Admin... if I should move this elsewhere, please let me know. I just need an answer. Thanks.


----------



## aquariam (Feb 11, 2010)

1 cup to a 10G is definitely fatal. I've never really heard of anything about one measuring tablespoon per 5 gallons for freshwater community fish like that.

I wouldn't have added any salt honestly. If your tanks are healthy and the fish are healthy and everything was fine before and all that happened was some fungus came in on some plants I would just do water changes daily until it went away and maybe add some pimafix but I probably wouldn't. Really clean water usually fixes these things for me.

Going to the high side of salinity tolerance for freshwater fish, especially soft-freshwater fish, like most plecos, is not really good for them. Certainly just as bad as getting a little fungus on them. 
I would just do water changes every day until it goes away. Maybe take the plants out, rinse them really well in tank-temperature tap water for awhile.


----------



## scrubjay (Oct 25, 2009)

Not sure what you mean by this:


> "left for about six hours, then removed. Some interest over salt, but not much."
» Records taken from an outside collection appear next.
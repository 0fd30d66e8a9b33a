// Copyright 2023 The ChromiumOS Authors
// Use of this source code is governed by a BSD-style license that can be
// found in the LICENSE file.

use log::debug;

use crate::codec::h264::parser::Nalu;
use crate::codec::h264::parser::NaluHeader;
use crate::codec::h264::parser::NaluType;
use crate::codec::h264::parser::Parser;
use crate::codec::h264::parser::SliceHeaderPrefix;
use crate::codec::h264::parser::Sps;
use crate::codec::pic_order_cnt_msb;
use crate::codec::pic_order_cnt_val;
use crate::codec::NalEvent;
use crate::codec::NalHandler;
use crate::codec::ParameterSetKind;
use crate::codec::ParameterSetRef;
use crate::codec::ParseError;
use crate::codec::PictureInfo;
use crate::stream_info::StreamInfo;
use crate::trace::SyntaxTrace;

#[derive(Copy, Clone, Debug, Default, PartialEq, Eq)]
pub enum Field {
    #[default]
    Frame,
    Top,
    Bottom,
}

impl Field {
    fn of(hdr: &SliceHeaderPrefix) -> Self {
        match (hdr.field_pic_flag, hdr.bottom_field_flag) {
            (false, _) => Field::Frame,
            (true, false) => Field::Top,
            (true, true) => Field::Bottom,
        }
    }

    fn is_field(&self) -> bool {
        !matches!(self, Field::Frame)
    }
}

/// The values of the previous reference picture used by POC type 0.
#[derive(Debug, Default)]
struct PrevReferencePicInfo {
    pic_order_cnt_msb: i32,
    pic_order_cnt_lsb: i32,
}

/// The values of the previous picture used by POC types 1 and 2.
#[derive(Debug, Default)]
struct PrevPicInfo {
    frame_num: i32,
    frame_num_offset: i32,
}

/// Data associated with an h.264 picture or field, taken from its first slice.
#[derive(Clone, Debug, Default, PartialEq, Eq)]
pub struct PictureData {
    pub nal_ref_idc: u8,
    pub is_idr: bool,
    pub field: Field,
    pub frame_num: i32,
    pub frame_num_offset: i32,
    pub pic_order_cnt_msb: i32,
    pub pic_order_cnt_lsb: i32,
    pub top_field_order_cnt: i32,
    pub bottom_field_order_cnt: i32,
    /// PicOrderCnt() of the frame or field, see 8-1.
    pub pic_order_cnt: i32,
}

impl PictureData {
    /// Runs the decoding process for picture order count of clause 8.2.1.
    ///
    /// Memory management control operation 5 is not taken into account, as
    /// the slice header is not parsed that far.
    fn new(
        header: &NaluHeader,
        hdr: &SliceHeaderPrefix,
        sps: &Sps,
        prev_pic: &PrevPicInfo,
        prev_ref_pic: &PrevReferencePicInfo,
    ) -> Result<Self, ParseError> {
        let mut pic = PictureData {
            nal_ref_idc: header.ref_idc,
            is_idr: header.idr_pic_flag,
            field: Field::of(hdr),
            frame_num: i32::from(hdr.frame_num),
            pic_order_cnt_lsb: i32::from(hdr.pic_order_cnt_lsb),
            ..Default::default()
        };

        match sps.pic_order_cnt_type {
            // H.264 8.2.1.1
            0 => {
                let (prev_pic_order_cnt_msb, prev_pic_order_cnt_lsb) = if pic.is_idr {
                    (0, 0)
                } else {
                    (prev_ref_pic.pic_order_cnt_msb, prev_ref_pic.pic_order_cnt_lsb)
                };

                pic.pic_order_cnt_msb = pic_order_cnt_msb(
                    pic.pic_order_cnt_lsb,
                    prev_pic_order_cnt_lsb,
                    prev_pic_order_cnt_msb,
                    sps.max_pic_order_cnt_lsb() as i32,
                )?;

                if pic.field != Field::Bottom {
                    pic.top_field_order_cnt =
                        pic_order_cnt_val(pic.pic_order_cnt_msb, pic.pic_order_cnt_lsb)?;
                }

                match pic.field {
                    Field::Frame => {
                        pic.bottom_field_order_cnt = pic
                            .top_field_order_cnt
                            .wrapping_add(hdr.delta_pic_order_cnt_bottom)
                    }
                    Field::Bottom => {
                        pic.bottom_field_order_cnt =
                            pic_order_cnt_val(pic.pic_order_cnt_msb, pic.pic_order_cnt_lsb)?
                    }
                    Field::Top => (),
                }
            }

            // H.264 8.2.1.2
            1 => {
                pic.frame_num_offset = Self::frame_num_offset(&pic, sps, prev_pic);

                let num_ref_frames_in_pic_order_cnt_cycle = sps.offset_for_ref_frame.len() as i32;
                let mut abs_frame_num = if num_ref_frames_in_pic_order_cnt_cycle != 0 {
                    pic.frame_num_offset.wrapping_add(pic.frame_num)
                } else {
                    0
                };

                if pic.nal_ref_idc == 0 && abs_frame_num > 0 {
                    abs_frame_num -= 1;
                }

                let mut expected_pic_order_cnt = 0i32;

                if abs_frame_num > 0 {
                    let pic_order_cnt_cycle_cnt =
                        (abs_frame_num - 1) / num_ref_frames_in_pic_order_cnt_cycle;
                    let frame_num_in_pic_order_cnt_cycle =
                        (abs_frame_num - 1) % num_ref_frames_in_pic_order_cnt_cycle;

                    expected_pic_order_cnt = pic_order_cnt_cycle_cnt
                        .wrapping_mul(sps.expected_delta_per_pic_order_cnt_cycle);

                    for offset in
                        &sps.offset_for_ref_frame[..=frame_num_in_pic_order_cnt_cycle as usize]
                    {
                        expected_pic_order_cnt = expected_pic_order_cnt.wrapping_add(*offset);
                    }
                }

                if pic.nal_ref_idc == 0 {
                    expected_pic_order_cnt =
                        expected_pic_order_cnt.wrapping_add(sps.offset_for_non_ref_pic);
                }

                match pic.field {
                    Field::Frame => {
                        pic.top_field_order_cnt =
                            expected_pic_order_cnt.wrapping_add(hdr.delta_pic_order_cnt[0]);
                        pic.bottom_field_order_cnt = pic
                            .top_field_order_cnt
                            .wrapping_add(sps.offset_for_top_to_bottom_field)
                            .wrapping_add(hdr.delta_pic_order_cnt[1]);
                    }
                    Field::Top => {
                        pic.top_field_order_cnt =
                            expected_pic_order_cnt.wrapping_add(hdr.delta_pic_order_cnt[0]);
                    }
                    Field::Bottom => {
                        pic.bottom_field_order_cnt = expected_pic_order_cnt
                            .wrapping_add(sps.offset_for_top_to_bottom_field)
                            .wrapping_add(hdr.delta_pic_order_cnt[0]);
                    }
                }
            }

            // H.264 8.2.1.3
            _ => {
                pic.frame_num_offset = Self::frame_num_offset(&pic, sps, prev_pic);

                let temp_pic_order_cnt = if pic.is_idr {
                    0
                } else if pic.nal_ref_idc == 0 {
                    pic.frame_num_offset
                        .wrapping_add(pic.frame_num)
                        .wrapping_mul(2)
                        .wrapping_sub(1)
                } else {
                    pic.frame_num_offset
                        .wrapping_add(pic.frame_num)
                        .wrapping_mul(2)
                };

                match pic.field {
                    Field::Frame => {
                        pic.top_field_order_cnt = temp_pic_order_cnt;
                        pic.bottom_field_order_cnt = temp_pic_order_cnt;
                    }
                    Field::Top => pic.top_field_order_cnt = temp_pic_order_cnt,
                    Field::Bottom => pic.bottom_field_order_cnt = temp_pic_order_cnt,
                }
            }
        }

        pic.pic_order_cnt = match pic.field {
            Field::Frame => std::cmp::min(pic.top_field_order_cnt, pic.bottom_field_order_cnt),
            Field::Top => pic.top_field_order_cnt,
            Field::Bottom => pic.bottom_field_order_cnt,
        };

        Ok(pic)
    }

    /// FrameNumOffset, see 8-6 and 8-11.
    fn frame_num_offset(pic: &PictureData, sps: &Sps, prev_pic: &PrevPicInfo) -> i32 {
        if pic.is_idr {
            0
        } else if prev_pic.frame_num > pic.frame_num {
            prev_pic
                .frame_num_offset
                .wrapping_add(sps.max_frame_num() as i32)
        } else {
            prev_pic.frame_num_offset
        }
    }

    /// Whether `self` is the second field of a complementary field pair whose
    /// first field is `first`.
    fn completes(&self, first: &PictureData) -> bool {
        self.field.is_field()
            && first.field.is_field()
            && self.field != first.field
            && !self.is_idr
            && self.frame_num == first.frame_num
            && (self.nal_ref_idc == 0) == (first.nal_ref_idc == 0)
    }
}

/// The first slice of the current picture, kept to find the first slice of
/// the next one.
#[derive(Debug)]
struct FirstSlice {
    nal_ref_idc: u8,
    idr_pic_flag: bool,
    pic_order_cnt_type: u8,
    hdr: SliceHeaderPrefix,
}

impl FirstSlice {
    /// Detection of the first VCL NAL unit of a primary coded picture, as per
    /// 7.4.1.2.4.
    fn differs_from(&self, header: &NaluHeader, hdr: &SliceHeaderPrefix) -> bool {
        let prev = &self.hdr;

        hdr.frame_num != prev.frame_num
            || hdr.pic_parameter_set_id != prev.pic_parameter_set_id
            || hdr.field_pic_flag != prev.field_pic_flag
            || hdr.bottom_field_flag != prev.bottom_field_flag
            || (header.ref_idc == 0) != (self.nal_ref_idc == 0)
            || (self.pic_order_cnt_type == 0
                && (hdr.pic_order_cnt_lsb != prev.pic_order_cnt_lsb
                    || hdr.delta_pic_order_cnt_bottom != prev.delta_pic_order_cnt_bottom))
            || (self.pic_order_cnt_type == 1
                && hdr.delta_pic_order_cnt != prev.delta_pic_order_cnt)
            || header.idr_pic_flag != self.idr_pic_flag
            || (header.idr_pic_flag && self.idr_pic_flag && hdr.idr_pic_id != prev.idr_pic_id)
    }
}

/// Turns h.264 NAL units into pictures.
///
/// The two fields of a complementary field pair make a single picture, whose
/// picture order count is that of its first field.
#[derive(Debug, Default)]
pub struct PictureParser {
    parser: Parser,
    prev_pic: PrevPicInfo,
    prev_ref_pic: PrevReferencePicInfo,
    current: Option<FirstSlice>,
    /// A field that has not been paired yet.
    unpaired_field: Option<PictureData>,
    stream_info: Option<StreamInfo>,
}

impl PictureParser {
    pub fn parser(&self) -> &Parser {
        &self.parser
    }

    /// Ends the current access unit: the next slice starts a new picture.
    fn end_access_unit(&mut self) {
        self.current = None;
    }

    fn handle_slice(&mut self, nalu: &Nalu) -> Result<NalEvent, ParseError> {
        let header = nalu.header();
        let hdr = self.parser.parse_slice_header_prefix(nalu)?;

        // Slices of redundant coded pictures are never decoded.
        if hdr.redundant_pic_cnt > 0 {
            return Ok(NalEvent::SliceContinuation);
        }

        let (pps, sps) = self.parser.pps_and_sps(hdr.pic_parameter_set_id)?;

        let new_picture = match &self.current {
            Some(current) => current.differs_from(header, &hdr),
            None => true,
        };
        if !new_picture {
            return Ok(NalEvent::SliceContinuation);
        }

        let references = vec![
            ParameterSetRef::new(ParameterSetKind::Sps, u32::from(sps.seq_parameter_set_id)),
            ParameterSetRef::new(ParameterSetKind::Pps, u32::from(pps.pic_parameter_set_id)),
        ];

        let pic = PictureData::new(header, &hdr, sps, &self.prev_pic, &self.prev_ref_pic)?;

        if self.stream_info.is_none() {
            self.stream_info = Some(sps.stream_info());
        }

        self.current = Some(FirstSlice {
            nal_ref_idc: header.ref_idc,
            idr_pic_flag: header.idr_pic_flag,
            pic_order_cnt_type: sps.pic_order_cnt_type,
            hdr,
        });

        self.prev_pic = PrevPicInfo {
            frame_num: pic.frame_num,
            frame_num_offset: pic.frame_num_offset,
        };
        if pic.nal_ref_idc != 0 {
            self.prev_ref_pic = PrevReferencePicInfo {
                pic_order_cnt_msb: pic.pic_order_cnt_msb,
                pic_order_cnt_lsb: pic.pic_order_cnt_lsb,
            };
        }

        if let Some(first) = self.unpaired_field.take() {
            if pic.completes(&first) {
                debug!(
                    "{:?} field with POC {} completes the field pair",
                    pic.field, pic.pic_order_cnt
                );
                return Ok(NalEvent::SliceContinuation);
            }
        }

        debug!(
            "{:?} {:?} with POC {}",
            header.type_, pic.field, pic.pic_order_cnt
        );

        let info = PictureInfo {
            poc: pic.pic_order_cnt,
            is_random_access_point: pic.is_idr,
            poc_reset: pic.is_idr,
            references,
        };

        if pic.field.is_field() {
            self.unpaired_field = Some(pic);
        }

        Ok(NalEvent::PictureStart(info))
    }
}

impl NalHandler for PictureParser {
    type Header = NaluHeader;

    fn handle(&mut self, nalu: &Nalu) -> Result<NalEvent, ParseError> {
        let type_ = nalu.header().type_;

        if type_.starts_access_unit() {
            self.end_access_unit();
        }

        let event = match type_ {
            NaluType::Sps => {
                let sps = self.parser.parse_sps(nalu)?;
                NalEvent::ParameterSet(ParameterSetRef::new(
                    ParameterSetKind::Sps,
                    u32::from(sps.seq_parameter_set_id),
                ))
            }
            NaluType::Pps => {
                let pps = self.parser.parse_pps(nalu)?;
                NalEvent::ParameterSet(ParameterSetRef::new(
                    ParameterSetKind::Pps,
                    u32::from(pps.pic_parameter_set_id),
                ))
            }
            NaluType::SeqEnd | NaluType::StreamEnd => {
                self.end_access_unit();
                self.unpaired_field = None;
                self.prev_pic = Default::default();
                self.prev_ref_pic = Default::default();
                NalEvent::EndOfSequence
            }
            type_ if type_.has_slice_header() => self.handle_slice(nalu)?,
            NaluType::SliceDpb | NaluType::SliceDpc => NalEvent::SliceContinuation,
            _ => NalEvent::Other,
        };

        Ok(event)
    }

    fn set_trace(&mut self, enabled: bool) {
        self.parser.set_trace(enabled);
    }

    fn take_trace(&mut self) -> Option<SyntaxTrace> {
        self.parser.take_trace()
    }

    fn stream_info(&self) -> Option<StreamInfo> {
        self.stream_info.clone()
    }
}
How did you remove the salt? What does "interest over salt" mean? 
Like aquarium said, I'm pretty sure you killed your New World fish by adding all that salt. Different species of fish will have different salt tolerances. Cichlids are more tolerant than some fishes. I'm not sure why you wouldn't try a medication for fungus though? Salt seems to be mainly used for parasites.
If you read this article on salt, you may understand why it may have killed your fish, and why it probably isn't great to rely on it as a fish health supplement:
http://www.skepticalaquarist.com/docs/health/salt.shtml


> "As with other parameters (pH, hardness, etc.) the real stress is not generally caused by the actual values in question, but by the speed of the change. Fish should be acclimated to higher salt levels the same way they're acclimated to differences in pH or hardness."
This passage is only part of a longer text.